Popper showed that the primary role empirical observations play in the growth of scientific knowledge is actually counter-intuitive. The great thinkers who moved man's knowledge forward weren't those who took empirical perceptions as a given, or as a source of truth, but those who had the sense and honesty to realize that not only could empirical observations not be trusted, but that they were actually, and easily, provably false.
. . . Popper was discussing the limitations of verifying a scientific theory empirically. All one can do is demonstrate that it makes accurate predictions - empirically. He was bemoaning the asymmetry of being able to disprove a false claim about the world, but not being able to prove a correct one, just that the idea has always worked in the past and can be used reliably in the future. That's always been good enough, and it still is. It's not a call to never believe one's lyin eyes. Au contraire.
In my humble opinion, Popper's greatest book is
Conjectures and Refutations. In that book he argued something very few people today even know he's arguing in the book. He argues that the growth of knowledge, particularly scientific knowledge, comes not from processing empirical observations, but by the strange realization that they're all false.
The profundity of this realization, i.e., that all empirical observations are false, is that (and Popper gingerly acknowledged this), it lends itself to theological concepts propounded throughout the Bible.
If man is a product of nature, like trees and monkeys are products of nature, then how on earth could some "he" ---some ghost in the machine ---- begin to question what in a natural sense would be his only access, his only avenue, to reality?

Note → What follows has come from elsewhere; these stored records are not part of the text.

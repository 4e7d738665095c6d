//! Item error types.

use bazaar_shared::AppError;
use thiserror::Error;

use crate::image::ImageError;

/// Item operation errors.
#[derive(Debug, Error)]
pub enum ItemError {
    /// Submission names a category that does not exist.
    #[error("unknown category: {0}")]
    UnknownCategory(String),

    /// Positional lookup outside `[1, len]`.
    #[error("no item at position {0}")]
    PositionOutOfRange(i64),

    /// Image storage failed.
    #[error("image error: {0}")]
    Image(#[from] ImageError),

    /// Repository operation failed.
    #[error("repository error: {0}")]
    Repository(String),
}

impl ItemError {
    /// Create a repository error.
    #[must_use]
    pub fn repository(msg: impl Into<String>) -> Self {
        Self::Repository(msg.into())
    }
}

impl From<ItemError> for AppError {
    fn from(err: ItemError) -> Self {
        match err {
            ItemError::UnknownCategory(_) => Self::Validation(err.to_string()),
            ItemError::PositionOutOfRange(_) => Self::NotFound(err.to_string()),
            ItemError::Image(image) => image.into(),
            ItemError::Repository(msg) => Self::Database(msg),
        }
    }
}

#[cfg(test)]
mod tests {
    use super::*;

    #[test]
    fn test_app_error_mapping() {
        let err = AppError::from(ItemError::UnknownCategory("toys".into()));
        assert_eq!(err.status_code(), 400);
        assert_eq!(err.to_string(), "Validation error: unknown category: toys");

        let err = AppError::from(ItemError::PositionOutOfRange(7));
        assert_eq!(err.status_code(), 404);

        let err = AppError::from(ItemError::repository("disk I/O error"));
        assert_eq!(err.status_code(), 500);
        assert_eq!(err.to_string(), "Database error: disk I/O error");
    }

    #[test]
    fn test_image_errors_keep_their_mapping() {
        let err = AppError::from(ItemError::from(ImageError::Operation("denied".into())));
        assert_eq!(err.error_code(), "STORAGE_ERROR");
    }
}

What Popper shows that the first scientist clearly did, was realized that inside their the mind they allegedly received from mother nature, was a inherent understanding of principles and laws, high, almost theological principles and laws, that the body they received from mother nature was clearly breaking seemingly in order to make the man believe he is no different than any other creature on the planet.
For instance, Popper shows that the ancient scientists who codified their understanding as myth, knew, on some level of cognition, that the sun had to be much larger than the moon, even though their eyes made it appear that they were the same size. These early scientists, the heliocentric sun worshippers, pointed out that the source of heat, energy, life, is far greater than a mere producer of light, such that for this reason, i.e., the reasoning associated with a moral law, though the eyes say the sun and moon are the same size, the moral organ of perception say that's not true.
For thousands of years the religious high priest of various ancient religions believed the sun was much larger than the moon while the agnostics poo pooed them for not trusting their lyin eyes.
Volia. When Christian priests began to find ways of testing the moral theory that implied that the sun was much larger than the moon we entered into the modern scientific theory of heliocentrism.
Popper shows that almost every single meaningful advance in the thoughts of man come not from sitting back and relying on empirical perceptions, but on the contrary, using the god-given moral compass in the soul to throw mother nature, and the fallen physical body, a good beatin, i.e., to bring every thought, every perception, into conformity with the Gospel of Christ, which is source of every meaningful modern advance.